After ACT began to implode, John Boscawen, also from ACT, took up the reins in mid August 2010.

By mid June 2011, National had taken control of the Ministry, appointing Simon Power to head it. But, when, later in the year, he stepped aside from the political life he was replaced by Chris Tremain.

A further re-shuffle was necessitated by the resignation of Ministerial warrants by Nick Smith, which has meant the the Ministry of Consumer Affairs is now headed by Simon Bridges.

Bridges is a Minister Outside Cabinet. So if we assume Key has a core group who comprise a 'kitchen cabinet' or inner circle, that puts Consumer Affairs at 3 removes from real power and influence.

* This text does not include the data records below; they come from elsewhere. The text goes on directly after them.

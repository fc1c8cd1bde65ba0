//! Output serialization: one JSON metadata document and one GPX 1.1 file
//! per park.

use crate::pipeline::{Result, Trail};
use gpx::Gpx;
use serde::Serialize;
use serde_json::{Map, Value};
use std::collections::BTreeMap;
use std::fs::File;
use std::io::BufWriter;
use std::path::Path;

/// Schema version of the metadata document.
pub const SCHEMA_VERSION: u32 = 5;

/// Top-level metadata document written alongside the merged GPX file.
#[derive(Debug, Serialize)]
pub struct Metadata {
    pub version: u32,
    /// Reserved; always empty in the current schema.
    #[serde(rename = "trailsSystems")]
    pub trails_systems: Map<String, Value>,
    /// The raw `park.json` mapping, passed through verbatim.
    pub parks: Map<String, Value>,
    pub trails: BTreeMap<String, Trail>,
}

impl Metadata {
    pub fn new(parks: Map<String, Value>, trails: BTreeMap<String, Trail>) -> Self {
        Metadata {
            version: SCHEMA_VERSION,
            trails_systems: Map::new(),
            parks,
            trails,
        }
    }
}

/// Write `{name}.json` and `{name}.gpx` into `out_dir`.
///
/// The destination directory must already exist; missing parents are an
/// error, not something this stage creates.
pub fn write_outputs(out_dir: &Path, name: &str, merged: &Gpx, meta: &Metadata) -> Result<()> {
    let json_path = out_dir.join(format!("{name}.json"));
    let writer = BufWriter::new(File::create(&json_path)?);
    // One-space indent, matching the existing consumers of these files.
    let formatter = serde_json::ser::PrettyFormatter::with_indent(b" ");
    let mut serializer = serde_json::Serializer::with_formatter(writer, formatter);
    meta.serialize(&mut serializer)?;

    let gpx_path = out_dir.join(format!("{name}.gpx"));
    gpx::write(merged, BufWriter::new(File::create(&gpx_path)?))?;

    tracing::info!(
        json = %json_path.display(),
        gpx = %gpx_path.display(),
        "wrote park outputs"
    );
    Ok(())
}

#[cfg(test)]
mod tests {
    use super::*;
    use crate::pipeline::TrailColor;

    #[test]
    fn test_metadata_document_shape() {
        let mut trails = BTreeMap::new();
        trails.insert(
            "trails-tryon-loop_a".to_string(),
            Trail {
                name: "Trail - Loop A".to_string(),
                color: TrailColor::Red,
                length: 2.01,
                sw: [43.0, -77.6],
                ne: [43.1, -77.5],
                parent_id: "park-tryon".to_string(),
                url: "https://example.org".to_string(),
            },
        );
        let mut parks = Map::new();
        parks.insert(
            "parkInfo".to_string(),
            serde_json::json!({ "url": "https://example.org" }),
        );

        let value = serde_json::to_value(Metadata::new(parks, trails)).unwrap();

        assert_eq!(value["version"], 5);
        assert_eq!(value["trailsSystems"], serde_json::json!({}));
        assert_eq!(value["parks"]["parkInfo"]["url"], "https://example.org");
        let trail = &value["trails"]["trails-tryon-loop_a"];
        assert_eq!(trail["name"], "Trail - Loop A");
        assert_eq!(trail["color"], "red");
        assert_eq!(trail["SW"], serde_json::json!([43.0, -77.6]));
        assert_eq!(trail["NE"], serde_json::json!([43.1, -77.5]));
        assert_eq!(trail["parentID"], "park-tryon");
        assert_eq!(trail["url"], "https://example.org");
    }
}
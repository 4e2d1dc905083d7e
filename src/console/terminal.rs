//! Non-blocking keyboard input on a Unix terminal.

use std::io::{self, Write};
#[cfg(unix)]
use std::os::unix::io::RawFd;

use super::{Key, KeySource};
use crate::errors::Result;

/// Switches a terminal to non-canonical, no-echo mode until dropped.
///
/// Signal generation stays on, so Ctrl-C still raises SIGINT.
#[cfg(unix)]
pub struct RawMode {
    original: libc::termios,
    fd: RawFd,
}

#[cfg(unix)]
impl RawMode {
    pub fn enable(fd: RawFd) -> io::Result<Self> {
        // SAFETY: termios is plain data; tcgetattr fully initialises it.
        let mut termios: libc::termios = unsafe { std::mem::zeroed() };
        if unsafe { libc::tcgetattr(fd, &mut termios) } != 0 {
            return Err(io::Error::last_os_error());
        }

        let original = termios;
        termios.c_lflag &= !(libc::ICANON | libc::ECHO);
        termios.c_cc[libc::VMIN] = 1;
        termios.c_cc[libc::VTIME] = 0;

        if unsafe { libc::tcsetattr(fd, libc::TCSANOW, &termios) } != 0 {
            return Err(io::Error::last_os_error());
        }
        Ok(Self { original, fd })
    }
}

#[cfg(unix)]
impl Drop for RawMode {
    fn drop(&mut self) {
        // SAFETY: restores the attributes read in `enable`.
        unsafe {
            libc::tcsetattr(self.fd, libc::TCSANOW, &self.original);
        }
    }
}

/// Whether `fd` has a byte ready, without waiting.
#[cfg(unix)]
fn input_ready(fd: RawFd) -> io::Result<bool> {
    let mut fds = libc::pollfd {
        fd,
        events: libc::POLLIN,
        revents: 0,
    };
    // SAFETY: one valid pollfd, zero timeout.
    let n = unsafe { libc::poll(&mut fds, 1, 0) };
    if n < 0 {
        let err = io::Error::last_os_error();
        if err.kind() == io::ErrorKind::Interrupted {
            return Ok(false);
        }
        return Err(err);
    }
    Ok(n > 0 && fds.revents & libc::POLLIN != 0)
}

#[cfg(unix)]
fn read_byte(fd: RawFd) -> io::Result<Option<u8>> {
    let mut byte = 0u8;
    // SAFETY: reads at most one byte into a local.
    let n = unsafe { libc::read(fd, (&mut byte as *mut u8).cast(), 1) };
    match n {
        1 => Ok(Some(byte)),
        0 => Ok(None),
        _ => Err(io::Error::last_os_error()),
    }
}

/// Keys from a terminal, held in raw mode for as long as this value
/// lives.
///
/// Keys typed between polls are neither echoed nor line-edited by the
/// kernel. `suspend` hands the terminal back for a password prompt.
#[cfg(unix)]
pub struct TerminalKeys {
    fd: RawFd,
    raw: Option<RawMode>,
    closed: bool,
}

#[cfg(unix)]
impl TerminalKeys {
    /// Raw keys from stdin.
    pub fn new() -> Result<Self> {
        Self::from_fd(libc::STDIN_FILENO)
    }

    pub fn from_fd(fd: RawFd) -> Result<Self> {
        let raw = RawMode::enable(fd)?;
        Ok(Self {
            fd,
            raw: Some(raw),
            closed: false,
        })
    }

    pub fn is_raw(&self) -> bool {
        self.raw.is_some()
    }
}

#[cfg(unix)]
impl KeySource for TerminalKeys {
    fn poll_key(&mut self) -> Result<Option<Key>> {
        if self.closed {
            return Ok(Some(Key::Abort));
        }
        if !input_ready(self.fd)? {
            return Ok(None);
        }
        match read_byte(self.fd)? {
            Some(byte) => Ok(Some(Key::from_byte(byte))),
            None => {
                // EOF; nothing more will ever arrive.
                self.closed = true;
                Ok(Some(Key::Abort))
            }
        }
    }

    fn suspend(&mut self) -> Result<()> {
        self.raw = None;
        Ok(())
    }

    fn resume(&mut self) -> Result<()> {
        if self.raw.is_none() {
            self.raw = Some(RawMode::enable(self.fd)?);
        }
        Ok(())
    }
}

#[cfg(not(unix))]
pub struct TerminalKeys {
    _private: (),
}

#[cfg(not(unix))]
impl TerminalKeys {
    pub fn new() -> Result<Self> {
        Err(crate::errors::PwStoreError::CommandFailed(
            "interactive lookup needs a Unix terminal".into(),
        ))
    }
}

#[cfg(not(unix))]
impl KeySource for TerminalKeys {
    fn poll_key(&mut self) -> Result<Option<Key>> {
        Ok(Some(Key::Abort))
    }
}

/// Shows the terminal's alternate screen until dropped.
pub struct AlternateScreen<W: Write> {
    out: W,
}

impl<W: Write> AlternateScreen<W> {
    pub fn enter(mut out: W) -> io::Result<Self> {
        out.write_all(b"\x1b[?1049h")?;
        out.flush()?;
        Ok(Self { out })
    }
}

impl<W: Write> Write for AlternateScreen<W> {
    fn write(&mut self, buf: &[u8]) -> io::Result<usize> {
        self.out.write(buf)
    }

    fn flush(&mut self) -> io::Result<()> {
        self.out.flush()
    }
}

impl<W: Write> Drop for AlternateScreen<W> {
    fn drop(&mut self) {
        let _ = self.out.write_all(b"\x1b[?1049l");
        let _ = self.out.flush();
    }
}

#[cfg(test)]
mod tests {
    use super::*;
    #[cfg(unix)]
    use std::time::{Duration, Instant};

    /// A pseudo-terminal pair; the test types on the master side.
    #[cfg(unix)]
    struct Pty {
        master: RawFd,
        slave: RawFd,
    }

    #[cfg(unix)]
    impl Pty {
        fn open() -> Self {
            let (mut master, mut slave) = (-1, -1);
            let rc = unsafe {
                libc::openpty(
                    &mut master,
                    &mut slave,
                    std::ptr::null_mut(),
                    std::ptr::null_mut(),
                    std::ptr::null_mut(),
                )
            };
            assert_eq!(rc, 0, "openpty failed");
            Self { master, slave }
        }

        fn type_bytes(&self, bytes: &[u8]) {
            let n = unsafe { libc::write(self.master, bytes.as_ptr().cast(), bytes.len()) };
            assert_eq!(n, bytes.len() as isize);
        }

        /// Whatever the slave side echoed back, after giving the line
        /// discipline time to run.
        fn echoed(&self) -> Vec<u8> {
            std::thread::sleep(Duration::from_millis(50));
            let mut out = Vec::new();
            while input_ready(self.master).unwrap() {
                let mut buf = [0u8; 64];
                let n = unsafe { libc::read(self.master, buf.as_mut_ptr().cast(), buf.len()) };
                if n <= 0 {
                    break;
                }
                out.extend_from_slice(&buf[..n as usize]);
            }
            out
        }

        fn lflag(&self) -> libc::tcflag_t {
            let mut termios: libc::termios = unsafe { std::mem::zeroed() };
            assert_eq!(unsafe { libc::tcgetattr(self.slave, &mut termios) }, 0);
            termios.c_lflag
        }
    }

    #[cfg(unix)]
    impl Drop for Pty {
        fn drop(&mut self) {
            unsafe {
                libc::close(self.slave);
                libc::close(self.master);
            }
        }
    }

    /// Poll until `count` keys arrived or two seconds passed.
    #[cfg(unix)]
    fn collect(keys: &mut TerminalKeys, count: usize) -> Vec<Key> {
        let deadline = Instant::now() + Duration::from_secs(2);
        let mut got = Vec::new();
        while got.len() < count && Instant::now() < deadline {
            match keys.poll_key().unwrap() {
                Some(key) => got.push(key),
                None => std::thread::sleep(Duration::from_millis(5)),
            }
        }
        got
    }

    #[cfg(unix)]
    #[test]
    fn keys_typed_between_polls_arrive_raw_and_unechoed() {
        let pty = Pty::open();
        let mut keys = TerminalKeys::from_fd(pty.slave).unwrap();

        assert_eq!(keys.poll_key().unwrap(), None);
        std::thread::sleep(Duration::from_millis(20));
        pty.type_bytes(b"a");
        assert_eq!(collect(&mut keys, 1), vec![Key::Char('a')]);

        // Typed while the console sleeps between polls.
        pty.type_bytes(b"b\x7f");
        std::thread::sleep(Duration::from_millis(20));
        assert_eq!(collect(&mut keys, 2), vec![Key::Char('b'), Key::Backspace]);
        assert!(pty.echoed().is_empty());
    }

    #[cfg(unix)]
    #[test]
    fn suspend_restores_line_mode_until_resume() {
        let pty = Pty::open();
        let cooked = pty.lflag();
        assert_ne!(cooked & libc::ICANON, 0);

        let mut keys = TerminalKeys::from_fd(pty.slave).unwrap();
        assert_eq!(pty.lflag() & (libc::ICANON | libc::ECHO), 0);
        assert_ne!(pty.lflag() & libc::ISIG, 0);

        keys.suspend().unwrap();
        assert!(!keys.is_raw());
        assert_eq!(pty.lflag(), cooked);

        keys.resume().unwrap();
        assert!(keys.is_raw());
        assert_eq!(pty.lflag() & (libc::ICANON | libc::ECHO), 0);

        drop(keys);
        assert_eq!(pty.lflag(), cooked);
    }

    #[test]
    fn alternate_screen_is_left_on_drop() {
        let mut buf = Vec::new();
        {
            let mut screen = AlternateScreen::enter(&mut buf).unwrap();
            screen.write_all(b"hi").unwrap();
        }
        assert_eq!(buf, b"\x1b[?1049hhi\x1b[?1049l");
    }
}
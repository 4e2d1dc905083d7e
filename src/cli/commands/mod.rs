//! One module per subcommand. Each exposes `execute`.

pub mod add;
pub mod change_passwd;
pub mod dump;
pub mod gen_passwd;
pub mod get;
pub mod init;
pub mod lookup;
pub mod merge;
pub mod remove;
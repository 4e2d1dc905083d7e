//! CLI module — Clap argument parser, shared prompts, and command implementations.

pub mod commands;
pub mod output;
pub mod sink;

use std::io::IsTerminal;
use std::path::{Path, PathBuf};

use clap::Parser;
use dialoguer::Confirm;
use zeroize::Zeroizing;

use crate::config::Settings;
use crate::errors::{PwStoreError, Result};
use crate::store::{CredentialId, PasswordStore, SealedFile};

/// Minimum password length to prevent trivially weak passwords.
const MIN_PASSWORD_LEN: usize = 8;

/// pwstore: encrypted single-user credential store.
#[derive(Parser)]
#[command(
    name = "pwstore",
    about = "Encrypted credential store with an interactive lookup console",
    version
)]
pub struct Cli {
    #[command(subcommand)]
    pub command: Commands,

    /// Database file (default: .pwstore.crypt in the working directory)
    #[arg(short = 'f', long = "file", env = "PWSTORE_DB_FILE", global = true)]
    pub file: Option<PathBuf>,

    /// Entry id; repeat for several (lookup, get, remove)
    #[arg(short = 'n', long = "id", global = true)]
    pub ids: Vec<CredentialId>,

    /// Interactive lookup console
    #[arg(short = 'i', long, global = true)]
    pub interactive: bool,

    /// Print secrets to stdout instead of copying them to the clipboard
    #[arg(short = 'o', long = "stdout", global = true)]
    pub stdout: bool,

    /// Remove without asking for confirmation
    #[arg(long, global = true)]
    pub force: bool,
}

/// All available subcommands.
#[derive(clap::Subcommand)]
pub enum Commands {
    /// Add an entry, or import entries from a file
    Add {
        /// File of `url\nuser\npassword\n` entries separated by `###\n###\n`
        input_file: Option<PathBuf>,
    },

    /// Find entries whose url or username contains KEY
    Lookup {
        /// Substring to search for
        key: Option<String>,
    },

    /// Retrieve the password of the entry given with -n
    Get,

    /// Remove the entries given with -n
    Remove,

    /// List every entry (passwords masked)
    Dump,

    /// Create a new, empty database
    Init {
        /// Seed the database with a few demo entries
        #[arg(long)]
        sample: bool,
    },

    /// Change the database password
    #[command(name = "change_passwd", alias = "change-passwd")]
    ChangePasswd,

    /// Generate a random password and store it
    #[command(name = "gen_passwd", alias = "gen-passwd")]
    GenPasswd {
        /// Url for the new entry (prompted if neither url nor username is given)
        #[arg(long)]
        url: Option<String>,
        /// Username for the new entry
        #[arg(long)]
        username: Option<String>,
        /// Only print the password; do not store it
        #[arg(long)]
        no_store: bool,
    },

    /// Merge databases A and B into a new database DEST
    Merge {
        /// First source database
        a: PathBuf,
        /// Second source database
        b: PathBuf,
        /// Destination database (must not exist)
        dest: PathBuf,
        /// Take the entries only A has without asking
        #[arg(long)]
        include_a: bool,
        /// Take the entries only B has without asking
        #[arg(long)]
        include_b: bool,
        /// Report identical duplicate entries in each source first
        #[arg(long)]
        report_duplicates: bool,
    },
}

impl Cli {
    /// Reject flag combinations that make no sense for the command.
    pub fn validate(&self) -> Result<()> {
        let invalid = |msg: &str| Err(PwStoreError::InvalidArguments(msg.to_string()));

        if self.interactive && !matches!(self.command, Commands::Lookup { key: None }) {
            return invalid("-i is only valid with `lookup` and no key");
        }

        let takes_ids = matches!(
            self.command,
            Commands::Lookup { .. } | Commands::Get | Commands::Remove
        );
        if !self.ids.is_empty() && !takes_ids {
            return invalid("-n is only valid with `lookup`, `get` and `remove`");
        }

        if self.force && !matches!(self.command, Commands::Remove) {
            return invalid("--force is only valid with `remove`");
        }

        let emits_secret = matches!(self.command, Commands::Get | Commands::GenPasswd { .. })
            || self.interactive;
        if self.stdout && !emits_secret {
            return invalid("-o is only valid with `get`, `gen_passwd` and `lookup -i`");
        }

        match &self.command {
            Commands::Get if self.ids.len() != 1 => invalid("`get` needs exactly one -n <id>"),
            Commands::Remove if self.ids.is_empty() => {
                invalid("`remove` needs at least one -n <id>")
            }
            Commands::Lookup { key: None } if !self.interactive && self.ids.is_empty() => {
                invalid("`lookup` needs a key, -n <id> or -i")
            }
            _ => Ok(()),
        }
    }
}

// ---------------------------------------------------------------------------
// Shared helpers used by multiple commands
// ---------------------------------------------------------------------------

/// Get the database password, trying in order:
/// 1. `PWSTORE_PASSWORD` env var (scripting)
/// 2. Interactive prompt
///
/// Returns `Zeroizing<String>` so the password is wiped from memory on drop.
pub fn prompt_password(prompt: &str) -> Result<Zeroizing<String>> {
    if let Some(pw) = env_password("PWSTORE_PASSWORD") {
        return Ok(pw);
    }

    let pw = dialoguer::Password::new()
        .with_prompt(prompt)
        .interact()
        .map_err(|e| PwStoreError::CommandFailed(format!("password prompt: {e}")))?;
    Ok(Zeroizing::new(pw))
}

/// Prompt for a new password with confirmation.
///
/// `PWSTORE_NEW_PASSWORD`, then `PWSTORE_PASSWORD`, are used instead
/// when set. Enforces a minimum password length.
pub fn prompt_new_password() -> Result<Zeroizing<String>> {
    if let Some(pw) =
        env_password("PWSTORE_NEW_PASSWORD").or_else(|| env_password("PWSTORE_PASSWORD"))
    {
        if pw.len() < MIN_PASSWORD_LEN {
            return Err(PwStoreError::CommandFailed(format!(
                "password must be at least {MIN_PASSWORD_LEN} characters"
            )));
        }
        return Ok(pw);
    }

    loop {
        let password = dialoguer::Password::new()
            .with_prompt("Choose database password")
            .with_confirmation(
                "Confirm database password",
                "Passwords do not match, try again",
            )
            .interact()
            .map_err(|e| PwStoreError::CommandFailed(format!("password prompt: {e}")))?;

        if password.len() < MIN_PASSWORD_LEN {
            output::warning(&format!(
                "Password must be at least {MIN_PASSWORD_LEN} characters. Try again."
            ));
            continue;
        }

        return Ok(Zeroizing::new(password));
    }
}

fn env_password(var: &str) -> Option<Zeroizing<String>> {
    std::env::var(var)
        .ok()
        .filter(|pw| !pw.is_empty())
        .map(Zeroizing::new)
}

/// Ask a yes/no question; `default` is used for a bare Enter.
pub fn confirm(prompt: &str, default: bool) -> Result<bool> {
    Confirm::new()
        .with_prompt(prompt)
        .default(default)
        .interact()
        .map_err(|e| PwStoreError::CommandFailed(format!("confirm prompt: {e}")))
}

/// Whether stdin is attached to a terminal.
pub fn stdin_is_terminal() -> bool {
    std::io::stdin().is_terminal()
}

/// Load settings from the working directory and resolve the database path.
pub fn load_context(cli: &Cli) -> Result<(Settings, PathBuf)> {
    let cwd = std::env::current_dir()?;
    let settings = Settings::load(&cwd)?;
    let path = settings.db_path(&cwd, cli.file.as_deref());
    Ok((settings, path))
}

/// Open the database at `path`.
///
/// With `must_exist`, a missing file is an error; otherwise a missing
/// file is created on the next sync with a newly chosen password. After
/// opening a non-empty database the last modification date is shown
/// and, on a terminal, must be confirmed.
pub fn open_store(settings: &Settings, path: &Path, must_exist: bool) -> Result<PasswordStore> {
    let exists = path.exists();
    if must_exist && !exists {
        return Err(PwStoreError::DatabaseNotFound(path.to_path_buf()));
    }

    let password = if exists {
        prompt_password("Enter database password")?
    } else {
        output::info(&format!("Creating new database at {}", path.display()));
        prompt_new_password()?
    };

    let file = SealedFile::new(path, settings.argon2_params());
    let store = PasswordStore::open(file, &password)?;
    tracing::debug!(path = %path.display(), records = store.len(), "database opened");

    if !store.is_empty() {
        confirm_last_write(settings, &store)?;
    }
    Ok(store)
}

fn confirm_last_write(settings: &Settings, store: &PasswordStore) -> Result<()> {
    let Some(when) = store.time_of_last_write() else {
        return Ok(());
    };
    let when = when.format("%Y-%m-%d %H:%M:%S UTC");

    if !settings.confirm_last_write || !stdin_is_terminal() {
        output::info(&format!("Last modified: {when}"));
        return Ok(());
    }

    let prompt = format!("Authenticity verified. Last modified {when}. Is this date right?");
    if confirm(&prompt, true)? {
        Ok(())
    } else {
        Err(PwStoreError::UserCancelled)
    }
}
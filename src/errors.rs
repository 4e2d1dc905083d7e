use std::path::PathBuf;
use thiserror::Error;

/// All errors that can occur in pwstore.
#[derive(Debug, Error)]
pub enum PwStoreError {
    // --- Store errors ---
    #[error("Wrong password or tampered database file")]
    WrongPassword,

    #[error("Corrupt database: line {line} has {fields} field(s), expected 4")]
    CorruptFormat { line: usize, fields: usize },

    #[error("No entry with id {0} (ids change after every add or remove)")]
    InvalidId(usize),

    #[error("Nothing to do: {0}")]
    EmptyOperation(String),

    #[error("Database already exists at {0}")]
    DestinationExists(PathBuf),

    #[error("Database is not usable: {0}")]
    NotUsable(String),

    #[error("Database is locked")]
    Locked,

    #[error("Invalid field: {0}")]
    InvalidField(String),

    // --- File / crypto errors ---
    #[error("Database not found at {0}")]
    DatabaseNotFound(PathBuf),

    #[error("Invalid database file format: {0}")]
    InvalidFileFormat(String),

    #[error("Encryption failed: {0}")]
    EncryptionFailed(String),

    #[error("Key derivation failed: {0}")]
    KeyDerivationFailed(String),

    // --- Config errors ---
    #[error("Config file error: {0}")]
    ConfigError(String),

    // --- IO errors ---
    #[error("IO error: {0}")]
    Io(#[from] std::io::Error),

    // --- Serialization errors ---
    #[error("Serialization error: {0}")]
    SerializationError(String),

    // --- CLI errors ---
    #[error("Clipboard error: {0}")]
    ClipboardError(String),

    #[error("Invalid arguments: {0}")]
    InvalidArguments(String),

    #[error("Command failed: {0}")]
    CommandFailed(String),

    #[error("User cancelled operation")]
    UserCancelled,
}

impl PwStoreError {
    /// Whether re-prompting for the passphrase can fix this error.
    pub fn is_wrong_password(&self) -> bool {
        matches!(self, Self::WrongPassword)
    }
}

/// Convenience type alias for pwstore results.
pub type Result<T> = std::result::Result<T, PwStoreError>;
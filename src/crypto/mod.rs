//! Cryptographic primitives for pwstore.
//!
//! This module provides:
//! - AES-256-GCM encryption and decryption (`encryption`)
//! - Argon2id password-based key derivation (`kdf`)
//! - HKDF-based file key derivation (`keys`)
//! - Random password generation (`random`)

pub mod encryption;
pub mod kdf;
pub mod keys;
pub mod random;

pub use encryption::{decrypt, encrypt};
pub use kdf::{derive_master_key, generate_salt, Argon2Params};
pub use keys::MasterKey;
pub use random::{draw, printable_ascii, DEFAULT_PASSWORD_LEN};
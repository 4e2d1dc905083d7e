//! Credential storage.
//!
//! Layers, innermost first:
//! - `Credential` and positional `CredentialId` (`record`)
//! - Sorted in-memory `RecordStore` and its plaintext format (`database`)
//! - `CipherFile` trait and the on-disk `SealedFile` (`file`)
//! - Lock/unlock lifecycle in `EncryptedStore` (`encrypted`)
//! - The `PasswordStore` facade every caller goes through (`facade`)

pub mod database;
pub mod encrypted;
pub mod facade;
pub mod file;
pub mod record;

pub use database::RecordStore;
pub use encrypted::EncryptedStore;
pub use facade::PasswordStore;
pub use file::{CipherFile, FileHeader, SealedFile};
pub use record::{Credential, CredentialId};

Add to that, the fact that there have been 5 different ministers within the last 20 months, and that 2 of them were from the government's 'support party' (read: stooges), and it is clear that this government's attitude is one of lip-service to the interests and protection of the rights of consumers.

The Ministerial writ has been used as a sop for flunkies, as a disposable bauble for a support party, as a reward for good behaviour, and as a training ground for up-and-coming junior MPs.

So, yes, we can say the National Government looks after the interests of Consumers. Yeah right!!